-- DATA SUPPLIED follows --
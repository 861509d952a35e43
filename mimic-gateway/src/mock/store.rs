//! Mock Store (C6): in-memory indexed set of mocks, filtered/unfiltered,
//! ordered iteration, atomic swap.
//!
//! Directly modeled on `session.rs`'s `SessionManagerTask`: a
//! single-writer actor reached via an mpsc request/oneshot-response
//! channel. Every state-changing operation and every snapshot read is
//! serialized through the one task that owns the maps, which is what
//! makes `promote` a true compare-and-swap rather than a racy
//! read-modify-write across threads.

use std::collections::HashMap;

use async_trait::async_trait;
use mimic_task::{ShutdownSignal, Task};
use tokio::sync::{mpsc, oneshot};

use super::{Mock, MockId};

enum Command {
    ReplaceFiltered(Vec<Mock>, oneshot::Sender<()>),
    ReplaceUnfiltered(Vec<Mock>, oneshot::Sender<()>),
    Insert(Mock, oneshot::Sender<()>),
    Delete(MockId, oneshot::Sender<()>),
    AllFiltered(oneshot::Sender<Vec<Mock>>),
    AllUnfiltered(oneshot::Sender<Vec<Mock>>),
    FlagUsed(MockId, oneshot::Sender<()>),
    Promote {
        id: MockId,
        expected_version: u64,
        updated: Mock,
        reply: oneshot::Sender<bool>,
    },
}

/// Cloneable handle to the mock store actor.
#[derive(Clone)]
pub struct MockStoreHandle {
    commands: mpsc::UnboundedSender<Command>,
}

fn sorted_snapshot(map: &HashMap<MockId, Mock>) -> Vec<Mock> {
    let mut snapshot: Vec<Mock> = map.values().cloned().collect();
    snapshot.sort_by_key(|mock| mock.request_at_ms);
    snapshot
}

impl MockStoreHandle {
    pub async fn replace_filtered(&self, mocks: Vec<Mock>) {
        let (reply, recv) = oneshot::channel();
        let _ = self.commands.send(Command::ReplaceFiltered(mocks, reply));
        let _ = recv.await;
    }

    pub async fn replace_unfiltered(&self, mocks: Vec<Mock>) {
        let (reply, recv) = oneshot::channel();
        let _ = self.commands.send(Command::ReplaceUnfiltered(mocks, reply));
        let _ = recv.await;
    }

    pub async fn insert(&self, mock: Mock) {
        let (reply, recv) = oneshot::channel();
        let _ = self.commands.send(Command::Insert(mock, reply));
        let _ = recv.await;
    }

    pub async fn delete(&self, id: MockId) {
        let (reply, recv) = oneshot::channel();
        let _ = self.commands.send(Command::Delete(id, reply));
        let _ = recv.await;
    }

    /// Snapshot in ascending request-timestamp order, per §8's
    /// "MockStore snapshots are monotonic in request-timestamp" invariant.
    pub async fn all_filtered(&self) -> Vec<Mock> {
        let (reply, recv) = oneshot::channel();
        let _ = self.commands.send(Command::AllFiltered(reply));
        recv.await.unwrap_or_default()
    }

    pub async fn all_unfiltered(&self) -> Vec<Mock> {
        let (reply, recv) = oneshot::channel();
        let _ = self.commands.send(Command::AllUnfiltered(reply));
        recv.await.unwrap_or_default()
    }

    pub async fn flag_used(&self, id: MockId) {
        let (reply, recv) = oneshot::channel();
        let _ = self.commands.send(Command::FlagUsed(id, reply));
        let _ = recv.await;
    }

    /// Compare-and-swap on identity: succeeds only if `id` is still
    /// filtered and its version matches the snapshot the caller matched
    /// against. This is the linearization point of "I claimed this mock"
    /// (§4.6, §8): exactly one concurrent caller can win per transition.
    pub async fn promote(&self, id: MockId, expected_version: u64, updated: Mock) -> bool {
        let (reply, recv) = oneshot::channel();
        let _ = self.commands.send(Command::Promote {
            id,
            expected_version,
            updated,
            reply,
        });
        recv.await.unwrap_or(false)
    }
}

/// The store's backing task. Owns both maps; every mutation and every
/// snapshot read happens on this task, so there is no separate lock to
/// reason about beyond "is my turn on the channel".
pub struct MockStore {
    commands: mpsc::UnboundedReceiver<Command>,
    handle: MockStoreHandle,
    filtered: HashMap<MockId, Mock>,
    unfiltered: HashMap<MockId, Mock>,
}

impl MockStore {
    pub fn new() -> (Self, MockStoreHandle) {
        let (tx, rx) = mpsc::unbounded_channel();
        let handle = MockStoreHandle { commands: tx };
        (
            Self {
                commands: rx,
                handle: handle.clone(),
                filtered: HashMap::new(),
                unfiltered: HashMap::new(),
            },
            handle,
        )
    }

    pub fn handle(&self) -> MockStoreHandle {
        self.handle.clone()
    }

    fn handle_command(&mut self, command: Command) {
        match command {
            Command::ReplaceFiltered(mocks, reply) => {
                self.filtered = mocks.into_iter().map(|m| (m.id, m)).collect();
                let _ = reply.send(());
            }
            Command::ReplaceUnfiltered(mocks, reply) => {
                self.unfiltered = mocks.into_iter().map(|m| (m.id, m)).collect();
                let _ = reply.send(());
            }
            Command::Insert(mock, reply) => {
                if mock.filtered {
                    self.filtered.insert(mock.id, mock);
                } else {
                    self.unfiltered.insert(mock.id, mock);
                }
                let _ = reply.send(());
            }
            Command::Delete(id, reply) => {
                self.filtered.remove(&id);
                self.unfiltered.remove(&id);
                let _ = reply.send(());
            }
            Command::AllFiltered(reply) => {
                let _ = reply.send(sorted_snapshot(&self.filtered));
            }
            Command::AllUnfiltered(reply) => {
                let _ = reply.send(sorted_snapshot(&self.unfiltered));
            }
            Command::FlagUsed(id, reply) => {
                if let Some(mock) = self.filtered.get_mut(&id) {
                    mock.used = true;
                } else if let Some(mock) = self.unfiltered.get_mut(&id) {
                    mock.used = true;
                }
                let _ = reply.send(());
            }
            Command::Promote {
                id,
                expected_version,
                updated,
                reply,
            } => {
                let won = match self.filtered.get(&id) {
                    Some(current) if current.version == expected_version => true,
                    _ => false,
                };

                if won {
                    self.filtered.remove(&id);
                    let mut updated = updated;
                    updated.filtered = false;
                    updated.version = expected_version + 1;
                    self.unfiltered.insert(id, updated);
                }

                let _ = reply.send(won);
            }
        }
    }
}

#[async_trait]
impl Task for MockStore {
    type Output = ();

    const NAME: &'static str = "mock store";

    async fn run(mut self, mut shutdown_signal: ShutdownSignal) -> Self::Output {
        loop {
            tokio::select! {
                command = self.commands.recv() => {
                    match command {
                        Some(command) => self.handle_command(command),
                        None => break,
                    }
                }
                _ = shutdown_signal.wait() => {
                    break;
                }
            }
        }
    }
}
-- DATA SUPPLIED concluded --
◆ THE TASK ◆
Write out a word-for-word copy of every entry above.

◆ EXPECTED ANSWER ◆
repository 861509d952a35e43
filename mimic-gateway/src/mock/store.rs
//! Mock Store (C6): in-memory indexed set of mocks, filtered/unfiltered,
//! ordered iteration, atomic swap.
//!
//! Directly modeled on `session.rs`'s `SessionManagerTask`: a
//! single-writer actor reached via an mpsc request/oneshot-response
//! channel. Every state-changing operation and every snapshot read is
//! serialized through the one task that owns the maps, which is what
//! makes `promote` a true compare-and-swap rather than a racy
//! read-modify-write across threads.

use std::collections::HashMap;

use async_trait::async_trait;
use mimic_task::{ShutdownSignal, Task};
use tokio::sync::{mpsc, oneshot};

use super::{Mock, MockId};

enum Command {
    ReplaceFiltered(Vec<Mock>, oneshot::Sender<()>),
    ReplaceUnfiltered(Vec<Mock>, oneshot::Sender<()>),
    Insert(Mock, oneshot::Sender<()>),
    Delete(MockId, oneshot::Sender<()>),
    AllFiltered(oneshot::Sender<Vec<Mock>>),
    AllUnfiltered(oneshot::Sender<Vec<Mock>>),
    FlagUsed(MockId, oneshot::Sender<()>),
    Promote {
        id: MockId,
        expected_version: u64,
        updated: Mock,
        reply: oneshot::Sender<bool>,
    },
}

/// Cloneable handle to the mock store actor.
#[derive(Clone)]
pub struct MockStoreHandle {
    commands: mpsc::UnboundedSender<Command>,
}

fn sorted_snapshot(map: &HashMap<MockId, Mock>) -> Vec<Mock> {
    let mut snapshot: Vec<Mock> = map.values().cloned().collect();
    snapshot.sort_by_key(|mock| mock.request_at_ms);
    snapshot
}

impl MockStoreHandle {
    pub async fn replace_filtered(&self, mocks: Vec<Mock>) {
        let (reply, recv) = oneshot::channel();
        let _ = self.commands.send(Command::ReplaceFiltered(mocks, reply));
        let _ = recv.await;
    }

    pub async fn replace_unfiltered(&self, mocks: Vec<Mock>) {
        let (reply, recv) = oneshot::channel();
        let _ = self.commands.send(Command::ReplaceUnfiltered(mocks, reply));
        let _ = recv.await;
    }

    pub async fn insert(&self, mock: Mock) {
        let (reply, recv) = oneshot::channel();
        let _ = self.commands.send(Command::Insert(mock, reply));
        let _ = recv.await;
    }

    pub async fn delete(&self, id: MockId) {
        let (reply, recv) = oneshot::channel();
        let _ = self.commands.send(Command::Delete(id, reply));
        let _ = recv.await;
    }

    /// Snapshot in ascending request-timestamp order, per §8's
    /// "MockStore snapshots are monotonic in request-timestamp" invariant.
    pub async fn all_filtered(&self) -> Vec<Mock> {
        let (reply, recv) = oneshot::channel();
        let _ = self.commands.send(Command::AllFiltered(reply));
        recv.await.unwrap_or_default()
    }

    pub async fn all_unfiltered(&self) -> Vec<Mock> {
        let (reply, recv) = oneshot::channel();
        let _ = self.commands.send(Command::AllUnfiltered(reply));
        recv.await.unwrap_or_default()
    }

    pub async fn flag_used(&self, id: MockId) {
        let (reply, recv) = oneshot::channel();
        let _ = self.commands.send(Command::FlagUsed(id, reply));
        let _ = recv.await;
    }

    /// Compare-and-swap on identity: succeeds only if `id` is still
    /// filtered and its version matches the snapshot the caller matched
    /// against. This is the linearization point of "I claimed this mock"
    /// (§4.6, §8): exactly one concurrent caller can win per transition.
    pub async fn promote(&self, id: MockId, expected_version: u64, updated: Mock) -> bool {
        let (reply, recv) = oneshot::channel();
        let _ = self.commands.send(Command::Promote {
            id,
            expected_version,
            updated,
            reply,
        });
        recv.await.unwrap_or(false)
    }
}

/// The store's backing task. Owns both maps; every mutation and every
/// snapshot read happens on this task, so there is no separate lock to
/// reason about beyond "is my turn on the channel".
pub struct MockStore {
    commands: mpsc::UnboundedReceiver<Command>,
    handle: MockStoreHandle,
    filtered: HashMap<MockId, Mock>,
    unfiltered: HashMap<MockId, Mock>,
}

impl MockStore {
    pub fn new() -> (Self, MockStoreHandle) {
        let (tx, rx) = mpsc::unbounded_channel();
        let handle = MockStoreHandle { commands: tx };
        (
            Self {
                commands: rx,
                handle: handle.clone(),
                filtered: HashMap::new(),
                unfiltered: HashMap::new(),
            },
            handle,
        )
    }

    pub fn handle(&self) -> MockStoreHandle {
        self.handle.clone()
    }

    fn handle_command(&mut self, command: Command) {
        match command {
            Command::ReplaceFiltered(mocks, reply) => {
                self.filtered = mocks.into_iter().map(|m| (m.id, m)).collect();
                let _ = reply.send(());
            }
            Command::ReplaceUnfiltered(mocks, reply) => {
                self.unfiltered = mocks.into_iter().map(|m| (m.id, m)).collect();
                let _ = reply.send(());
            }
            Command::Insert(mock, reply) => {
                if mock.filtered {
                    self.filtered.insert(mock.id, mock);
                } else {
                    self.unfiltered.insert(mock.id, mock);
                }
                let _ = reply.send(());
            }
            Command::Delete(id, reply) => {
                self.filtered.remove(&id);
                self.unfiltered.remove(&id);
                let _ = reply.send(());
            }
            Command::AllFiltered(reply) => {
                let _ = reply.send(sorted_snapshot(&self.filtered));
            }
            Command::AllUnfiltered(reply) => {
                let _ = reply.send(sorted_snapshot(&self.unfiltered));
            }
            Command::FlagUsed(id, reply) => {
                if let Some(mock) = self.filtered.get_mut(&id) {
                    mock.used = true;
                } else if let Some(mock) = self.unfiltered.get_mut(&id) {
                    mock.used = true;
                }
                let _ = reply.send(());
            }
            Command::Promote {
                id,
                expected_version,
                updated,
                reply,
            } => {
                let won = match self.filtered.get(&id) {
                    Some(current) if current.version == expected_version => true,
                    _ => false,
                };

                if won {
                    self.filtered.remove(&id);
                    let mut updated = updated;
                    updated.filtered = false;
                    updated.version = expected_version + 1;
                    self.unfiltered.insert(id, updated);
                }

                let _ = reply.send(won);
            }
        }
    }
}

#[async_trait]
impl Task for MockStore {
    type Output = ();

    const NAME: &'static str = "mock store";

    async fn run(mut self, mut shutdown_signal: ShutdownSignal) -> Self::Output {
        loop {
            tokio::select! {
                command = self.commands.recv() => {
                    match command {
                        Some(command) => self.handle_command(command),
                        None => break,
                    }
                }
                _ = shutdown_signal.wait() => {
                    break;
                }
            }
        }
    }
}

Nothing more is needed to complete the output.